▶ **Directions**
In every line of the records, look for "EntryKind", then report how many lines have it and nothing else.

*** Material for the task ***

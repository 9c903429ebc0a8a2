//! Open descriptor on one path of a filesystem
//!
//! A [`FileDescriptor`] owns a parsed path and a handle on the shared cache
//! of its device group. Topology is resolved lazily on the first operation
//! that touches the filesystem.

pub mod directory;
pub mod format;
pub mod stream;

use crate::core::cache::{CacheStats, MemoryCache};
use crate::core::error::{Result, WireFsError};
use crate::core::header::FsLayout;
use crate::core::page::PageId;
use crate::core::path::FsPath;
use crate::core::provider::DeviceAddress;
use crate::core::record::{EntryKind, EntryRecord};
use crate::core::registry::{CacheHandle, CacheRegistry};
use crate::core::topology;
use directory::DirEntry;
use std::sync::Arc;
use stream::Cursor;
use tracing::{debug, warn};

/// Outcome of walking a path from the root
#[derive(Debug, Clone, Copy, PartialEq, Eq)]
pub enum Lookup {
    Root,
    Found(DirEntry),
    /// `dir` is the deepest existing directory, `resolved` the number of
    /// leading components that exist
    Missing { dir: PageId, resolved: usize },
}

/// Walk `path` from the root directory
pub fn lookup(cache: &mut MemoryCache, layout: FsLayout, path: &FsPath) -> Result<Lookup> {
    let components = path.components();
    if components.is_empty() {
        return Ok(Lookup::Root);
    }
    let mut dir = PageId::ROOT;
    for (index, name) in components.iter().enumerate() {
        let Some(entry) = directory::find(cache, layout, dir, name)? else {
            return Ok(Lookup::Missing {
                dir,
                resolved: index,
            });
        };
        if index + 1 == components.len() {
            return Ok(Lookup::Found(entry));
        }
        if !entry.record.is_directory() {
            return Err(WireFsError::NotDirectory {
                path: path.to_string(),
            });
        }
        dir = entry.record.start;
    }
    Ok(Lookup::Root)
}

fn invalid(path: &FsPath, reason: &'static str) -> WireFsError {
    WireFsError::InvalidPath {
        path: path.to_string(),
        reason,
    }
}

/// Create every missing component of `path` below `dir`. Intermediate
/// components become directories; the last one takes its own type, an
/// untyped name becoming a directory.
fn create_missing(
    cache: &mut MemoryCache,
    layout: FsLayout,
    path: &FsPath,
    dir: PageId,
    resolved: usize,
) -> Result<DirEntry> {
    let missing = &path.components()[resolved..];
    if missing[..missing.len().saturating_sub(1)]
        .iter()
        .any(|name| name.kind().is_file())
    {
        return Err(WireFsError::NotDirectory {
            path: path.to_string(),
        });
    }

    let need = missing.len() + usize::from(directory::is_full(cache, layout, dir)?);
    if cache.number_free_pages() < need {
        return Err(WireFsError::OutOfSpace);
    }

    let mut parent = dir;
    let mut created = None;
    for name in missing {
        let kind = match name.kind() {
            EntryKind::Untyped => EntryKind::Directory,
            kind => kind,
        };
        let (start, pages) = if kind.is_directory() {
            (directory::create_directory_page(cache, layout, parent)?, 0)
        } else {
            (stream::create_file_page(cache, layout)?, 1)
        };
        let record = EntryRecord::new(name.with_kind(kind), start, pages);
        created = Some(directory::append(cache, layout, parent, record)?);
        parent = start;
    }
    debug!("Created {} ({} new entries)", path, missing.len());
    created.ok_or_else(|| invalid(path, "nothing to create"))
}
//! Flush of the write log and the page bitmap
//!
//! Each round runs three passes over the log, tail to head:
//! 1. `Verify` pages are checked against the device. A page that cannot be
//!    programmed in place gets a fresh page in the same bank and turns into
//!    `Redirect`.
//! 2. `Write` pages are physically written.
//! 3. `Redirect` pointers are committed once their target has been written.
//!
//! Every step leaves the slot in a state that a later `sync` resumes from.

use super::{BankRef, MemoryCache};
use crate::core::allocator::{BitmapPlacement, PageAllocator, PageBitmap, LOCAL_BITMAP_BYTES};
use crate::core::error::{Result, WireFsError};
use crate::core::header::local_bitmap_range;
use crate::core::page::{encode_packet, PageId, PageState};
use tracing::{debug, info, warn};

impl MemoryCache {
    /// Make every staged write and bitmap change durable.
    ///
    /// Failures come back wrapped in [`WireFsError::Sync`]; the staged state
    /// is kept so the call can simply be repeated.
    pub fn sync(&mut self) -> Result<()> {
        self.flush().map_err(|e| {
            warn!("Flush failed, {} pages still pending: {}", self.write_log.len(), e);
            WireFsError::Sync(Box::new(e))
        })
    }

    fn bitmap_dirty(&self) -> bool {
        self.bitmap.as_ref().map(|b| b.is_dirty()).unwrap_or(false)
    }

    fn flush(&mut self) -> Result<()> {
        if self.write_log.is_empty() && !self.bitmap_dirty() {
            return Ok(());
        }
        let pending = self.write_log.len();
        self.stage_bitmap()?;

        while !self.write_log.is_empty() {
            let mut progressed = false;

            for page in self.write_log.oldest_first() {
                if self.slots[page.index()].state == PageState::Verify {
                    self.verify_page(page)?;
                    progressed = true;
                }
            }

            for page in self.write_log.oldest_first() {
                if self.slots[page.index()].state == PageState::Write {
                    self.commit_write(page)?;
                    progressed = true;
                }
            }

            for page in self.write_log.oldest_first() {
                if self.slots[page.index()].state == PageState::Redirect
                    && self.commit_redirect(page)?
                {
                    progressed = true;
                }
            }

            if !progressed {
                let stuck = self.write_log.oldest_first();
                return Err(WireFsError::RedirectFailed {
                    page: stuck.first().map(|p| p.index()).unwrap_or(0),
                });
            }
        }

        self.commit_bitmap()?;
        info!("Flushed {} pages", pending);
        Ok(())
    }

    /// Decide whether a staged write-once page can be programmed in place
    fn verify_page(&mut self, page: PageId) -> Result<()> {
        let bank = self.bank_of(page)?.clone();
        let physical = self.read_physical(&bank, page)?;
        let slot = &self.slots[page.index()];

        // Programming can only clear bits: every 1 we want must still be 1.
        let programmable = slot
            .packet()
            .iter()
            .zip(&physical)
            .all(|(&want, &have)| want & !have == 0);
        let data = slot.data().to_vec();
        if programmable {
            self.slots[page.index()].state = PageState::Write;
            return Ok(());
        }

        let target = self.allocate_redirect_target(&bank, page)?;
        let packet = encode_packet(&data, bank.local(target));
        let moved = &mut self.slots[target.index()];
        moved.stage(&packet, 0xFF);
        moved.redirect = 0;
        moved.state = PageState::Verify;
        self.write_log.push(target);

        let slot = &mut self.slots[page.index()];
        slot.state = PageState::Redirect;
        slot.redirect = target.0;
        self.stats.redirects += 1;
        debug!("Page {} cannot be programmed in place, redirecting to {}", page, target);
        Ok(())
    }

    /// Free page in the same bank as `page`, never the bank's first page
    fn allocate_redirect_target(&mut self, bank: &BankRef, page: PageId) -> Result<PageId> {
        let range = bank.first_page + 1..bank.first_page + bank.page_count;
        let bitmap = self.bitmap.as_mut().ok_or_else(|| {
            WireFsError::InvalidFilesystem("page bitmap not loaded".to_string())
        })?;
        let target = bitmap
            .free_page_in(range)
            .filter(|&t| t != page)
            .ok_or(WireFsError::OutOfSpace)?;
        bitmap.mark_used(target)?;
        Ok(target)
    }

    fn commit_write(&mut self, page: PageId) -> Result<()> {
        let bank = self.bank_of(page)?.clone();
        if self.config.renegotiate_speed && self.last_written_device != Some(bank.device) {
            self.devices[bank.device].do_speed()?;
        }
        self.last_written_device = Some(bank.device);

        let packet = self.slots[page.index()].packet().to_vec();
        self.bank_mut(&bank)
            .write_page_packet(bank.local(page), &packet)?;
        self.stats.page_writes += 1;

        self.slots[page.index()].state = PageState::ReadWithCrc;
        self.write_log.remove(page);
        Ok(())
    }

    /// Commit one redirect pointer; false while its target is still staged
    fn commit_redirect(&mut self, page: PageId) -> Result<bool> {
        let target = PageId(self.slots[page.index()].redirect);
        if self.slots[target.index()].state.is_dirty() {
            return Ok(false);
        }
        let bank = self.bank_of(page)?.clone();
        let local_target = bank.local(target);

        let live = self.lookup_redirect(&bank, page)?;
        if live == 0 {
            self.bank_mut(&bank)
                .redirect_page(bank.local(page), local_target)?;
        } else if live != local_target {
            warn!(
                "Page {} already redirected to local page {}, wanted {}",
                page, live, local_target
            );
            return Err(WireFsError::RedirectFailed { page: page.index() });
        }

        self.slots[page.index()].state = PageState::NotRead;
        self.write_log.remove(page);
        Ok(true)
    }

    /// Write a dirty local or file bitmap into its packets before the drain
    fn stage_bitmap(&mut self) -> Result<()> {
        if !self.bitmap_dirty() {
            return Ok(());
        }
        let Some(layout) = self.layout else {
            return Ok(());
        };
        let image = match self.bitmap.as_ref() {
            Some(bitmap) => bitmap.program_image(),
            None => return Ok(()),
        };

        match layout.bitmap {
            BitmapPlacement::Engine => {}
            BitmapPlacement::Local => {
                let mut root = self.read_page_packet(PageId::ROOT)?;
                let range = local_bitmap_range();
                if root.len() < range.end {
                    return Err(WireFsError::InvalidFilesystem(
                        "root directory too short for its bitmap".to_string(),
                    ));
                }
                let mut bytes = [0u8; LOCAL_BITMAP_BYTES];
                let used = image.len().min(LOCAL_BITMAP_BYTES);
                bytes[..used].copy_from_slice(&image[..used]);
                root[range].copy_from_slice(&bytes);
                self.write_page_packet(PageId::ROOT, &root)?;
            }
            BitmapPlacement::File { .. } => {
                let n = layout.pointer_len();
                let chain = self.bitmap_file.clone();
                let mut rest = image.as_slice();
                for (index, &page) in chain.iter().enumerate() {
                    let room = self.max_data_length(page)?.saturating_sub(n);
                    let (chunk, tail) = rest.split_at(room.min(rest.len()));
                    rest = tail;
                    let next = chain.get(index + 1).map(|p| p.0).unwrap_or(0);
                    let mut data = chunk.to_vec();
                    data.extend(layout.width.encode(next));
                    self.write_page_packet(page, &data)?;
                }
                if !rest.is_empty() {
                    return Err(WireFsError::Capacity(
                        "bitmap file too small for the page bitmap".to_string(),
                    ));
                }
            }
        }
        Ok(())
    }

    /// Record the bitmap as committed once the log has drained. A device
    /// kept bitmap is programmed here and read back.
    fn commit_bitmap(&mut self) -> Result<()> {
        if !self.bitmap_dirty() {
            return Ok(());
        }
        let Some(layout) = self.layout else {
            return Ok(());
        };
        let image = match self.bitmap.as_ref() {
            Some(bitmap) => bitmap.program_image(),
            None => return Ok(()),
        };

        if layout.bitmap == BitmapPlacement::Engine {
            let banks = self.banks.clone();
            for bank in &banks {
                let local = bank_image(&image, bank);
                self.bank_mut(bank).write_page_bitmap(&local)?;
            }
            self.stats.bitmap_commits += 1;
            if self.config.verify_bitmap {
                let stored = self.read_engine_bitmap()?;
                if stored != image {
                    return Err(WireFsError::BitmapVerify);
                }
            }
            debug!("Committed device page bitmap");
        }

        if let Some(bitmap) = self.bitmap.as_mut() {
            bitmap.commit(image);
            debug!("{} pages free after flush", bitmap.number_free_pages());
        }
        Ok(())
    }
}

/// Slice of a global write-once image covering the pages of `bank`
fn bank_image(image: &[u8], bank: &BankRef) -> Vec<u8> {
    let mut local = vec![0xFFu8; PageBitmap::byte_len(bank.page_count)];
    for page in 0..bank.page_count {
        let global = bank.first_page + page;
        if image[global / 8] & (1 << (global % 8)) == 0 {
            local[page / 8] &= !(1 << (page % 8));
        }
    }
    local
}
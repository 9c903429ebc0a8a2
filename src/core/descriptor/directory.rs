//! Directory page chains
//!
//! A directory is a chain of pages. The first page starts with the control
//! field, every page holds packed entry records and ends with the next-page
//! pointer.

use crate::core::cache::MemoryCache;
use crate::core::error::{Result, WireFsError};
use crate::core::header::{subdirectory_control, FsLayout, CONTROL_LEN};
use crate::core::page::{ChainGuard, ChainKind, PageId};
use crate::core::record::{EntryName, EntryRecord};
use tracing::debug;

/// One decoded directory page
#[derive(Debug, Clone)]
pub struct DirPage {
    pub page: PageId,
    /// Control field, first page of a directory only
    pub control: Option<Vec<u8>>,
    pub records: Vec<EntryRecord>,
    pub next: u32,
}

/// An entry together with where it is stored
#[derive(Debug, Clone, Copy, PartialEq, Eq)]
pub struct DirEntry {
    pub record: EntryRecord,
    /// First page of the directory holding the entry
    pub dir: PageId,
    pub page: PageId,
    pub index: usize,
}

impl DirEntry {
    fn on_first_page(&self) -> bool {
        self.page == self.dir
    }
}

fn header_len(first: bool) -> usize {
    if first {
        CONTROL_LEN
    } else {
        0
    }
}

/// Number of records a directory page can hold
pub fn page_capacity(cache: &MemoryCache, layout: FsLayout, page: PageId, first: bool) -> Result<usize> {
    let room = cache
        .max_data_length(page)?
        .saturating_sub(layout.pointer_len() + header_len(first));
    Ok(room / layout.entry_len())
}

pub fn read_dir_page(
    cache: &mut MemoryCache,
    layout: FsLayout,
    page: PageId,
    first: bool,
) -> Result<DirPage> {
    let data = cache.read_page_packet(page)?;
    let n = layout.pointer_len();
    let header = header_len(first);
    if data.len() < header + n || (data.len() - header - n) % layout.entry_len() != 0 {
        return Err(WireFsError::InvalidFilesystem(format!(
            "malformed directory page {} ({} bytes)",
            page,
            data.len()
        )));
    }
    let body = &data[header..data.len() - n];
    let records = body
        .chunks(layout.entry_len())
        .map(|chunk| EntryRecord::decode(chunk, layout.width))
        .collect::<Result<Vec<_>>>()?;
    Ok(DirPage {
        page,
        control: first.then(|| data[..header].to_vec()),
        records,
        next: layout.width.read(&data[data.len() - n..]),
    })
}

pub fn write_dir_page(cache: &mut MemoryCache, layout: FsLayout, dir: &DirPage) -> Result<()> {
    let mut data = dir.control.clone().unwrap_or_default();
    for record in &dir.records {
        data.extend(record.encode(layout.width));
    }
    data.extend(layout.width.encode(dir.next));
    cache.write_page_packet(dir.page, &data)
}

/// Every page of the directory starting at `start`
pub fn load_chain(cache: &mut MemoryCache, layout: FsLayout, start: PageId) -> Result<Vec<DirPage>> {
    let mut guard = ChainGuard::new(ChainKind::Link, start, cache.total_pages());
    let mut pages = Vec::new();
    let mut page = start;
    loop {
        let dir = read_dir_page(cache, layout, page, pages.is_empty())?;
        let next = dir.next;
        pages.push(dir);
        if next == 0 {
            return Ok(pages);
        }
        page = guard.hop(PageId(next))?;
    }
}

/// Look up `name` in the directory starting at `start`
pub fn find(
    cache: &mut MemoryCache,
    layout: FsLayout,
    start: PageId,
    name: &EntryName,
) -> Result<Option<DirEntry>> {
    let mut guard = ChainGuard::new(ChainKind::Link, start, cache.total_pages());
    let mut page = start;
    let mut first = true;
    loop {
        let dir = read_dir_page(cache, layout, page, first)?;
        if let Some(index) = dir.records.iter().position(|r| name.matches(&r.name)) {
            return Ok(Some(DirEntry {
                record: dir.records[index],
                dir: start,
                page,
                index,
            }));
        }
        if dir.next == 0 {
            return Ok(None);
        }
        page = guard.hop(PageId(dir.next))?;
        first = false;
    }
}

pub fn list(cache: &mut MemoryCache, layout: FsLayout, start: PageId) -> Result<Vec<DirEntry>> {
    let chain = load_chain(cache, layout, start)?;
    Ok(chain
        .iter()
        .flat_map(|dir| {
            dir.records.iter().enumerate().map(move |(index, record)| DirEntry {
                record: *record,
                dir: start,
                page: dir.page,
                index,
            })
        })
        .collect())
}

/// The last page of the directory has no room for another record
pub fn is_full(cache: &mut MemoryCache, layout: FsLayout, start: PageId) -> Result<bool> {
    let chain = load_chain(cache, layout, start)?;
    let first = chain.len() == 1;
    match chain.last() {
        Some(last) => Ok(last.records.len() >= page_capacity(cache, layout, last.page, first)?),
        None => Ok(true),
    }
}

/// Append `record`, linking a new directory page when the last one is full
pub fn append(
    cache: &mut MemoryCache,
    layout: FsLayout,
    start: PageId,
    record: EntryRecord,
) -> Result<DirEntry> {
    let mut chain = load_chain(cache, layout, start)?;
    let first = chain.len() == 1;
    let Some(last) = chain.last_mut() else {
        return Err(WireFsError::InvalidFilesystem("empty directory chain".to_string()));
    };

    if last.records.len() < page_capacity(cache, layout, last.page, first)? {
        last.records.push(record);
        write_dir_page(cache, layout, last)?;
        return Ok(DirEntry {
            record,
            dir: start,
            page: last.page,
            index: last.records.len() - 1,
        });
    }

    let page = cache.allocate_page()?;
    let continuation = DirPage {
        page,
        control: None,
        records: vec![record],
        next: 0,
    };
    write_dir_page(cache, layout, &continuation)?;
    last.next = page.0;
    write_dir_page(cache, layout, last)?;
    debug!("Directory {} extended with page {}", start, page);
    Ok(DirEntry {
        record,
        dir: start,
        page,
        index: 0,
    })
}

/// Remove `entry` from its directory. A continuation page left empty is
/// unlinked and released.
pub fn excise(cache: &mut MemoryCache, layout: FsLayout, entry: &DirEntry) -> Result<()> {
    let start = entry.dir;
    let mut chain = load_chain(cache, layout, start)?;
    let pos = chain
        .iter()
        .position(|dir| dir.page == entry.page)
        .ok_or_else(|| stale_entry(entry))?;
    if chain[pos].records.get(entry.index) != Some(&entry.record) {
        return Err(stale_entry(entry));
    }
    chain[pos].records.remove(entry.index);

    if pos > 0 && chain[pos].records.is_empty() {
        let next = chain[pos].next;
        let page = chain[pos].page;
        chain[pos - 1].next = next;
        write_dir_page(cache, layout, &chain[pos - 1])?;
        cache.free_page(page);
        debug!("Directory {} released empty page {}", start, page);
    } else {
        write_dir_page(cache, layout, &chain[pos])?;
    }
    Ok(())
}

/// Rewrite the record stored at `entry`
pub fn update(cache: &mut MemoryCache, layout: FsLayout, entry: &DirEntry, record: EntryRecord) -> Result<()> {
    let mut dir = read_dir_page(cache, layout, entry.page, entry.on_first_page())?;
    match dir.records.get_mut(entry.index) {
        Some(slot) if *slot == entry.record => *slot = record,
        _ => return Err(stale_entry(entry)),
    }
    write_dir_page(cache, layout, &dir)
}

fn stale_entry(entry: &DirEntry) -> WireFsError {
    WireFsError::InvalidFilesystem(format!(
        "directory entry {} moved on page {}",
        entry.record.name, entry.page
    ))
}

/// Allocate and write the first page of a new, empty sub-directory
pub fn create_directory_page(cache: &mut MemoryCache, layout: FsLayout, parent: PageId) -> Result<PageId> {
    let page = cache.allocate_page()?;
    let dir = DirPage {
        page,
        control: Some(subdirectory_control(layout.width, parent).to_vec()),
        records: Vec::new(),
        next: 0,
    };
    write_dir_page(cache, layout, &dir)?;
    Ok(page)
}

/// Point the control field of the directory at `start` to a new parent
pub fn set_parent(cache: &mut MemoryCache, layout: FsLayout, start: PageId, parent: PageId) -> Result<()> {
    let mut dir = read_dir_page(cache, layout, start, true)?;
    dir.control = Some(subdirectory_control(layout.width, parent).to_vec());
    write_dir_page(cache, layout, &dir)
}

*** End of Material for the task ***

▶ **Solved problem**
2